Edgemont Tribune; Feb. 2, 1949; March of Dimes dance on Jan. 28, 1949. Mrs. Cordelia Torkelson for Maintenance, was selected queen. Other participants include; Betty Birdsall representing Stock Control; Margaret Collins for Personnel - Fiscal Divisions; Virginia Harrison for Renovation, Demilitarization and Surveillance Divisions; Virginia Kimblom for the Concessionaires; Margaret Kirby for the Ammunition and Supply Division; Claudia Marsh for the Medical Division; Bonnie Martin for the High School; Mary Parmenter for the Repairs and Utilities Division; and Nadine Veren for the Administrative Division. $3500 was raised during this campaign.

The Walrus

The Walrus

Vol. 1 No. 4 page 1 Jan. 18, 1952

Polio Triples National Toll

The 1952 March of Dimes - now in its third week - must supply the National Foundation for Infantile Paralysis with funds to carry on the fight against polio in the professional training classroom - as well as in the hospital ward and research laboratory.

Tripled polio - - -

But the - - -

For research - - -

March of Dimes funds - - -

Additional funds - - -

Work like this - - -

The Walrus

Vol. 2 No. 8 page 1 Feb. 20, 1953

Pupil Make Sacrifices - 'That Others May Walk'

by Cordelia Torkelson

Today a happy child is is full of energy and a zest for living - tomorrow the same child, smitten with polio and fearing the possibility of being crippled for life. It is not a pleasant thought, but one only too true. The dread disease is no respector of persons. It strikes quickly and unexpectedly. The only way it can be squelched is with dimes and dollars to be used for scientific research and for care of the stricken.

When one's favorite playmate or best buddy is hospitalized for weeks or perhaps months, and returns with braces and crutches, then one recognizes the horror of the disease. Thus it is with the children of the Provo School. To each of them polio has become a personal enemy and they have "dug down deep" to conquer it. They have contributed the sum of $347.00 to the March of Dimes.
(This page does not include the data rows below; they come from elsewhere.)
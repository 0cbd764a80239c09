//! Testing helpers shared across the workspace.

use assert_float_eq::*;

pub fn assert_slice_f64_near(expected: &[f64], actual: &[f64], distance: u32) {
    assert_eq!(
        expected.len(),
        actual.len(),
        "lengths do not match: {} ≠ {}",
        expected.len(),
        actual.len()
    );
    for (index, &expected) in expected.iter().enumerate() {
        let actual = actual[index];
        if actual != expected {
            assert_f64_near!(expected, actual, distance);
        }
    }
}

pub fn assert_slice_f64_relative(expected: &[f64], actual: &[f64], epsilon: f64) {
    assert_eq!(
        expected.len(),
        actual.len(),
        "lengths do not match: {} ≠ {}",
        expected.len(),
        actual.len()
    );
    for (index, &expected) in expected.iter().enumerate() {
        let actual = actual[index];
        if actual != expected {
            assert_float_relative_eq!(expected, actual, epsilon);
        }
    }
}

/// Asserts that every element lies in the closed unit interval.
pub fn assert_probabilities(actual: &[f64]) {
    for (index, &prob) in actual.iter().enumerate() {
        assert!(
            (0.0..=1.0).contains(&prob),
            "element {index} ({prob}) is not a probability"
        );
    }
}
This amount didn't come out of Father's pocket. Father's contribution had been made previously - rather it meant baby sitting, washing cars, shoveling snow and dozens of other duties. It also meant giving up movies, malts and ice cream sodas. It was a great effort and sacrifice, but these pupils of the Provo School can feel they have done their part "that others may walk."

March of Dimes 1953

Pictured above are five youngsters, pupils at Provo School,
who learned about polio the hard way - they had it! Stricken last year,
Richard Gilpin, Virginia Schock, Richard Montanile, James Boltz
and Carol Joslin, high school student, have now fully recovered.
During the March of Dimes drive, children a the school contributed
$347.00, according to Christina Hajek, the grade school principal.
With each five dollars collected, a new ball was given the seal
and cat, shown in the background, to "play with". One hundred dollars
of the fund was earmarked as a contribution to the West River
Crippled Children's Hospital at Hot Springs, to help pay for the
new "Rocking Bed" for polio patients, which was recently installed.

The Walrus

Vol. 5 No. 8 page 1 Feb. 21, 1957

March Of Dimes Drive In Provo School Nets $172

The Provo Schools March of Dimes Drive is over. The entire student body contributed a total of $172,00.

We always terminate our drive with a special "Valentine Day" contribution. The students mount these contributions on a large red heart placed in their room by Miss Christina M. Hajek, elementary prinicipal. These are collected on February 14 and placed on the thermometer in the high school auditorium.

This year the thermometer was designed by Jerry Worthley, eighth grade student. It featured a playground with children on crutches watching boys and girls at play with the caption - "Help them into the game." Each time the fund came up with $10.00 another healthy child was placed onto the playground.

Our contribution goes directly to the West River Crippled Childrens Hospital for the purchase of some definite piece of equipment the hospital can use.

In previous years we have contributed toward the purchase of the rocking bed, a child's respirator, bedside stands for the childrens rooms and equipment for the dining room.